Friday, November 22, 2024

CKNW - Why Developers are Going into Receivership.

This week, news broke that a major Surrey developer Thind Properties https://thind.ca/ was put into receivership by its lender Kingsett. At first there was just one project in Surrey with 90% of the units already presold. This seemed quite odd, since presales are often the key to getting a project's construction underway. But in this case, the presales occurred some time ago and the Building Permit had not yet been issued.

Then we learned that there were two other major projects in Richmond and Burnaby by the same developer also in trouble. In total, the lender was owed over $300 million.

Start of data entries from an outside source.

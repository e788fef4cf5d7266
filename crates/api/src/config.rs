//! Configuration loaded from environment variables.

use std::env;
use std::net::SocketAddr;

/// API server configuration.
#[derive(Debug, Clone)]
pub struct Config {
    /// Server bind address.
    pub addr: SocketAddr,
    /// SQLite database URL.
    pub database_url: String,
}

impl Config {
    /// Load configuration from environment variables.
    ///
    /// | Variable | Description | Default |
    /// |----------|-------------|---------|
    /// | `SKILLSWAP_ADDR` | Server bind address | `127.0.0.1:4000` |
    /// | `SQLITE_PATH` | SQLite database URL | `sqlite:skillswap.db?mode=rwc` |
    pub fn from_env() -> Result<Self, ConfigError> {
        let addr = env::var("SKILLSWAP_ADDR")
            .unwrap_or_else(|_| "127.0.0.1:4000".to_string())
            .parse()
            .map_err(|_| ConfigError::InvalidAddr)?;

        let database_url = env::var("SQLITE_PATH")
            .unwrap_or_else(|_| "sqlite:skillswap.db?mode=rwc".to_string());

        Ok(Self { addr, database_url })
    }
}

/// Configuration errors.
#[derive(Debug, thiserror::Error)]
pub enum ConfigError {
    #[error("Invalid SKILLSWAP_ADDR format")]
    InvalidAddr,
}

And then it was reported that the developer had misappropriated funds and failed to pay money owed to the government.

Both Paul Sullivan, https://ryan.com/about-ryan/leadership/paul-sullivan/ generally regarded as one of the most knowledgeable appraisers and real estate consultants in town and I were invited by CKNW to comment on the receivership and why it might have happened. Paul spoke to Mike Smyth. A day earlier, I had spoken to Jas Johal. Neither of us knew the other was doing the interviews but if you can take the time to listen, you'll hear us saying essentially the same things.

Paul Sullivan on Mike Smyth Show CKNW How does an $85 million project go down the tubes The Mike Smyth Show | Global News


In case you don't have time to listen, here are some key takeaways.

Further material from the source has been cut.